Atrial fibrillation or Afib is a condition in which the heartbeat is irregular. Often the pulse is rapid in Afib patients as the heart attempts to maintain efficiency despite this irregularity.
Specifically, in patients with Afib, the heart’s chambers beat out of sync. Symptoms include weakness, shortness of breath, and chest pain. Having atrial fibrillation can increase your risk of stroke, heart failure, and other heart-related maladies.
Although Afib is not usually life-threatening, it is a serious condition that requires treatment. Treatments until now have focused mainly on medications and occasionally electrical shock for relief while newer interventions seek to help patients for whom these therapies are not ideal.
Many people with Afib are asymptomatic and therefore unaware they have the condition. Often Afib is diagnosed at regularly scheduled well-visits with primary care physicians.
Not all patient have Afib consistently. Afib can also be occasional, meaning it comes and goes; persistent, where interventions are required to return the heart rhythm to normal; or permanent, where normal rhythm cannot be restored through interventions.
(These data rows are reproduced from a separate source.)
// SPDX-License-Identifier: Apache-2.0 OR MIT
// Copyright (c) 2025-2026 schemebind contributors

//! SchemeBind - dynamic protocol scheme binding registry
//!
//! Lets a running service register, update, and remove named protocol
//! handler bindings (scheme name -> handler type + options) without a
//! restart, durably, against one of three interchangeable storage
//! backends with optimistic concurrency.
//!
//! # Features
//!
//! - **Live dispatch mirror** -- per-scheme atomic swaps, lock-free reads
//! - **Three storage drivers** -- SQLite (relational), JSON documents,
//!   redb (key-value), one shared contract
//! - **Optimistic concurrency** -- per-scheme token checks, exactly one
//!   concurrent writer wins, losers reload and retry
//! - **Typed options payloads** -- closed managed-type catalog, strict or
//!   full payload modes
//! - **Change notification** -- idempotent cross-instance fan-out
//!
//! # Architecture
//!
//! ```text
//! RegistryService
//! +-- SchemeRegistry   (live dispatch mirror + config cache)
//! +-- BindingStore     (SQLite, document, or key-value driver)
//! +-- ChangeNotifier   (publishes {scheme, kind} to other instances)
//! +-- ChangeListener   (re-reads store, re-applies locally)
//! ```
//!
//! # Example
//!
//! ```ignore
//! use schemebind::{Binding, Config, RegistryService, TypeIdentity};
//! use schemebind::handlers::{default_catalog, OAuthOptions};
//!
//! let config = Config::builder().build();
//! let service = RegistryService::new(config, default_catalog())?;
//! service.load(&cancel).await?;
//!
//! let binding = Binding::new(
//!     "github",
//!     "GitHub",
//!     TypeIdentity::new("OAuthHandler"),
//!     OAuthOptions { client_id: "abc".into(), ..Default::default() },
//! );
//! service.registry().add(&binding, &cancel).await?;
//! ```

pub mod binding;
pub mod catalog;
pub mod config;
pub mod error;
pub mod handlers;
pub mod notify;
pub mod options;
pub mod registry;
pub mod store;
pub mod typeid;

pub use binding::{validate_scheme, Binding, BindingRecord, ConcurrencyToken};
pub use catalog::{ErasedOptions, HandlerDescriptor, HandlerOptions, TypeCatalog, TypeCatalogBuilder};
pub use config::{Config, ConfigBuilder, ConfigError, StoreBackend};
pub use error::{BindingError, Result};
pub use notify::{BindingChange, ChangeKind, ChangeListener, ChangeNotifier};
pub use options::{CertificateData, CodecMode, OptionsCodec, TypeDefaultsCache};
pub use registry::{LiveBinding, SchemeRegistry};
pub use store::{
    BindingStore, DocumentBindingStore, KvBindingStore, SqliteBindingStore,
};
pub use typeid::{TypeCodec, TypeIdentity};

use std::sync::Arc;
use tokio_util::sync::CancellationToken;

/// Registry service
///
/// Composes the configured store, the live registry, and the change
/// notifier into one unit with a run loop.
pub struct RegistryService {
    config: Config,
    registry: Arc<SchemeRegistry>,
    notifier: ChangeNotifier,
}

impl RegistryService {
    /// Create a service from configuration and a managed type catalog
    pub fn new(config: Config, catalog: TypeCatalog) -> Result<Self> {
        let store = config.open_store()?;
        let notifier = ChangeNotifier::new(config.notify_capacity);
        let registry = Arc::new(
            SchemeRegistry::new(store, Arc::new(catalog)).with_notifier(notifier.clone()),
        );
        Ok(Self {
            config,
            registry,
            notifier,
        })
    }

    /// The live registry
    pub fn registry(&self) -> Arc<SchemeRegistry> {
        Arc::clone(&self.registry)
    }

    /// The change notifier; bridge a transport by publishing received
    /// remote events into it
    pub fn notifier(&self) -> &ChangeNotifier {
        &self.notifier
    }

    /// The service configuration
    pub fn config(&self) -> &Config {
        &self.config
    }

    /// Bulk-load stored bindings into the live registry
    pub async fn load(&self, cancel: &CancellationToken) -> Result<usize> {
        self.registry.load(cancel).await
    }

    /// Run until cancelled: load the registry, then keep a change
    /// listener applying published events to live state.
    pub async fn run(&self, cancel: CancellationToken) -> Result<()> {
        tracing::info!(
            instance = %self.config.instance_name,
            "starting scheme binding registry"
        );

        let loaded = self.load(&cancel).await?;
        tracing::info!(count = loaded, "bindings loaded");
        for scheme in self.registry.schemes() {
            tracing::info!(scheme, "bound");
        }

        let listener = ChangeListener::new(Arc::clone(&self.registry), self.notifier.subscribe());
        let listener_handle = tokio::spawn(listener.run(cancel.clone()));

        cancel.cancelled().await;
        let _ = listener_handle.await;
        tracing::info!("scheme binding registry stopped");
        Ok(())
    }
}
Possible causes of Afib include high blood pressure, a history of heart attack, congenital heart defects, previous heart surgeries, and more. Risk factors for Afib include advanced stage, other chronic conditions, alcohol use, and obesity.
For treating Afib, the possibility of using an epilepsy treatment has shown promise. Researchers sought to examine the effect of transcutaneous stimulation of the vagus nerve on heart rhythm. This was the first study of its kind.
Researchers found that this type of therapy could successfully be used to control a patient’s Afib burden by up to 75%. In addition to being useful in Afib treatment, this type of nerve stimulation is already FDA approved for the treatment of epilepsy.
Not only is it safe and effective, but it is also possible to self administer, and patients report high levels of adherence.
The device itself is a small clip attached to either the tragus or the earlobe. Once connected, it provides low-level transcutaneous electrical stimulation to the auricular branch of the vagus nerve.
The authors of the study hoped to pinpoint populations for whom the device may be most helpful. They also called for more extensive studies to be conducted to corroborate and enhance their findings.